In the foreword, Cosmin Dragomir tells us that it is not correct to start a text with a negation. Good advice and also a great opportunity for this trick phrase that allows me to state a negation without breaking the rules of style. So we were never really rich in culinary literature. Not that it hasn't been written - I'll fill the next two or three pages with titles and authors concerned with the subject. It will seem to you many and many and they are not all, for reasons of space and potential boredom I have given up enough. You'll say my theory doesn't hold up, and you might be right, but read to the end and maybe I'll convince you why another food book is needed.

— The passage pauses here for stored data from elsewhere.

impl Bucket {
    /// The process-wide emergency brake. Starts inactive.
    pub(crate) fn new_global() -> Arc<Self> {
        Arc::new(Self {
            state: Mutex::new(State::seeded()),
            global: None,
        })
    }

    /// A fresh route bucket wired to the shared global bucket.
    ///
    /// Seeded with `limit = remaining = 1` and a one-hour reset: permissive
    /// enough to let the first probe through, strict enough that concurrent
    /// cold requests on the same route serialize until headers arrive.
    pub(crate) fn new(global: Arc<Bucket>) -> Arc<Self> {
        Arc::new(Self {
            state: Mutex::new(State::seeded()),
            global: Some(global),
        })
    }

    /// Obtain a permit for one request.
    ///
    /// The global bucket is consulted first and short-circuits while active;
    /// its lock is released before the local lock is taken, so the lock
    /// order is always global before local. The returned delay is how long
    /// the caller must sleep before sending. `within` is the caller's
    /// patience: when the exhausted window ends later than `now + within`
    /// the acquire is refused with [`ErrorKind::RateLimited`] and no permit
    /// is consumed.
    ///
    /// # Errors
    ///
    /// Returns [`ErrorKind::RateLimited`] when the bucket is exhausted and
    /// the caller is unwilling to wait for the window to end.
    pub fn acquire(&self, now: SystemTime, within: Duration) -> Result<Permit> {
        if let Some(global) = &self.global {
            let mut brake = global.state.lock().expect("global bucket lock poisoned");
            if brake.active && brake.reset <= now {
                // The global window has passed; release the brake and fall
                // through to per-route accounting.
                brake.active = false;
            }
            if brake.active {
                let (delay, rate_limited) = brake.acquire(now, within)?;
                return Ok(Permit {
                    delay,
                    rate_limited,
                    ticket: BucketTicket {
                        global: true,
                        reset: brake.reset,
                    },
                });
            }
        }

        let mut state = self.state.lock().expect("bucket lock poisoned");
        let (delay, rate_limited) = state.acquire(now, within)?;
        Ok(Permit {
            delay,
            rate_limited,
            ticket: BucketTicket {
                global: false,
                reset: state.reset,
            },
        })
    }

    /// Refund a permit that was acquired but never spent on the wire.
    ///
    /// The refund only lands while the window the ticket was drawn from is
    /// still current; after a rollover the slot has already been reissued
    /// and the stale ticket is discarded.
    pub fn regret_acquire(&self, ticket: BucketTicket) {
        let target = if ticket.global {
            self.global.as_deref().unwrap_or(self)
        } else {
            self
        };
        let mut state = target.state.lock().expect("bucket lock poisoned");
        if state.reset == ticket.reset {
            state.remaining += 1;
        }
    }

    /// Fold the canonical rate-limit headers into this bucket.
    ///
    /// `drift_ms` is the signed difference between the local clock and the
    /// server's `date` header; absolute timestamps are shifted by it so the
    /// stored reset is comparable with the local clock. `activate` arms the
    /// emergency brake and is only passed for the global bucket.
    pub(crate) fn update(
        &self,
        now: SystemTime,
        headers: &HeaderMap,
        drift_ms: i64,
        activate: bool,
    ) {
        let mut state = self.state.lock().expect("bucket lock poisoned");

        if let Some(reset_ms) = headers::header_i64(headers, X_RATELIMIT_RESET) {
            state.reset = headers::from_epoch_millis(reset_ms + drift_ms);
            if let Ok(width) = state.reset.duration_since(now) {
                if width > state.longest_timeout {
                    state.longest_timeout = width;
                }
                if state.shortest_timeout.is_zero() || width < state.shortest_timeout {
                    state.shortest_timeout = width;
                }
            }
        }
        if let Some(remaining) = headers::header_i64(headers, X_RATELIMIT_REMAINING) {
            state.remaining = remaining;
        }
        if let Some(limit) = headers::header_i64(headers, X_RATELIMIT_LIMIT) {
            state.limit = u32::try_from(limit).unwrap_or(0);
        }
        if let Some(key) = headers::header_str(headers, X_RATELIMIT_BUCKET) {
            if !key.is_empty() {
                key.clone_into(&mut state.server_key);
            }
        }
        if activate {
            state.active = true;
        }
        state.last_updated = Some(now);
    }

    /// The most recent server-declared request limit for this window.
    #[must_use]
    pub fn limit(&self) -> u32 {
        self.state.lock().expect("bucket lock poisoned").limit
    }

    /// Permits left in the current window. Transiently negative while a
    /// caller holds a reservation against the next window.
    #[must_use]
    pub fn remaining(&self) -> i64 {
        self.state.lock().expect("bucket lock poisoned").remaining
    }

    /// When the current window expires.
    #[must_use]
    pub fn reset(&self) -> SystemTime {
        self.state.lock().expect("bucket lock poisoned").reset
    }

    /// When this bucket last folded in a response or simulated a rollover.
    #[must_use]
    pub fn last_updated(&self) -> Option<SystemTime> {
        self.state.lock().expect("bucket lock poisoned").last_updated
    }

    /// Whether the given endpoint-family label already routes to this bucket.
    #[must_use]
    pub fn linked_to(&self, key: &LocalKey) -> bool {
        self.state
            .lock()
            .expect("bucket lock poisoned")
            .local_keys
            .contains(key)
    }

    /// Whether this bucket was consolidated away and no longer receives
    /// routing lookups.
    #[must_use]
    pub fn is_invalid(&self) -> bool {
        self.state.lock().expect("bucket lock poisoned").invalid
    }

    pub(crate) fn add_local_key(&self, key: LocalKey) {
        let mut state = self.state.lock().expect("bucket lock poisoned");
        if !state.local_keys.contains(&key) {
            state.local_keys.push(key);
        }
    }

    pub(crate) fn local_keys(&self) -> Vec<LocalKey> {
        self.state
            .lock()
            .expect("bucket lock poisoned")
            .local_keys
            .clone()
    }

    pub(crate) fn server_key(&self) -> String {
        self.state
            .lock()
            .expect("bucket lock poisoned")
            .server_key
            .clone()
    }

    pub(crate) fn mark_invalid(&self) {
        self.state.lock().expect("bucket lock poisoned").invalid = true;
    }
}
//! Request descriptors handed to the dispatcher.

use std::time::Duration;

use http::Method;

use crate::ratelimit::{LocalKey, ResourceClass};
use crate::types::Snowflake;

/// Content type for JSON request bodies.
pub const CONTENT_TYPE_JSON: &str = "application/json";
/// Content type prefix for multipart file uploads; the full value carries
/// the boundary parameter.
pub const CONTENT_TYPE_FORM_DATA: &str = "multipart/form-data";

/// Middleware hook for adjusting rate-limit delays before sleeping them out.
pub type RateLimitAdjuster = fn(Duration) -> Duration;

/// The client's best guess at which bucket a request belongs to, used until
/// the server discloses the authoritative bucket key.
#[derive(Debug, Clone)]
pub struct Route {
    /// Resource class the endpoint belongs to.
    pub class: ResourceClass,
    /// Major parameter partitioning buckets within the class; unset for
    /// [`ResourceClass::Others`].
    pub major_id: Snowflake,
    /// Endpoint-family label chosen by the binding.
    pub local_key: LocalKey,
}

impl Route {
    /// A routing triple for the given class, major parameter and label.
    pub fn new(
        class: ResourceClass,
        major_id: Snowflake,
        local_key: impl Into<LocalKey>,
    ) -> Self {
        Self {
            class,
            major_id,
            local_key: local_key.into(),
        }
    }
}

/// The request body in one of the supported shapes.
#[derive(Debug, Clone)]
pub enum Body {
    /// No body.
    Empty,
    /// A structured body, JSON-encoded at dispatch time. Must be paired
    /// with [`CONTENT_TYPE_JSON`].
    Json(serde_json::Value),
    /// A pre-encoded byte stream, passed through untouched. This is the
    /// shape multipart uploads arrive in.
    Bytes(Vec<u8>),
}

impl Body {
    /// Whether the request carries no body.
    #[must_use]
    pub const fn is_empty(&self) -> bool {
        matches!(self, Body::Empty)
    }
}

/// Everything the dispatcher needs to issue one request.
///
/// Immutable once handed over: the dispatcher takes it by value.
#[derive(Debug, Clone)]
pub struct RequestDescriptor {
    /// HTTP method.
    pub method: Method,
    /// Endpoint path, appended to the versioned base URL.
    pub endpoint: String,
    /// The routing triple gating dispatch.
    pub route: Route,
    /// Request body.
    pub body: Body,
    /// Content type sent with the request.
    pub content_type: String,
    /// Optional middleware adjusting rate-limit delays. Currently recorded
    /// but not consulted by the dispatcher.
    pub rate_limit_adjuster: Option<RateLimitAdjuster>,
    /// Skip the external response cache for this request.
    pub ignore_cache: bool,
    /// Fail fast instead of sleeping out a long rate-limit window.
    pub cancel_on_rate_limit: bool,
}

So we regularly start with our first printed cookbooks (manuscripts from the 16th-17th centuries have limited circulation and we pretend it doesn't matter, I told you I don't want to bore you too much). The first therefore appears in 1695 and is in Hungarian; the second, in 1841 and is in Cyrillic; The cook book it has no official author, but credit goes to Sofia Tofeus. The other one is written by the Moldavians Kogălniceanu and Negruzzi, who initially do not sign it, embarrassed and aware that two boyars, men and educated in Paris, who deal with "200 tried-and-tested recipes for dishes, cakes and other household tasks" will not attract benevolent looks. It is, however, the era of great political and social changes, the revolution is knocking on the door, women are emerging décolletéFrench people, young people, tight German clothes, so the two authors quickly change their minds and assume authorship, aware, you already know, that they will make a "terrible revolution in the way of making fritters and dumplings" and hoping that the future will recognize them at least as "introducers of culinary art in Moldova". In this atmosphere of urgent westernization, the cookbook also lays a brick in the foundation of the new society.

Not long after them, in 1846, also in Moldova, Manolache Drăghici, a postman and, it is said, "the last chronicler of Moldova", translated 500 sought-after recipes from the grand kitchen of Robert, First Chef at the Court of France, suitable for all occasions. In Wallachia, the premiere goes to a woman, Maria Maurer, who publishes, in several editions, a cookbook that "comprises 190 recipes, cakes, creams, mousses, gelatins, ice creams, and how to preserve things for the winter." All chosen and tried by a friend of all housewives". Cosmin Dragomir includes the author, as you have already read, in the gallery of the great ladies of Romanian gastronomy.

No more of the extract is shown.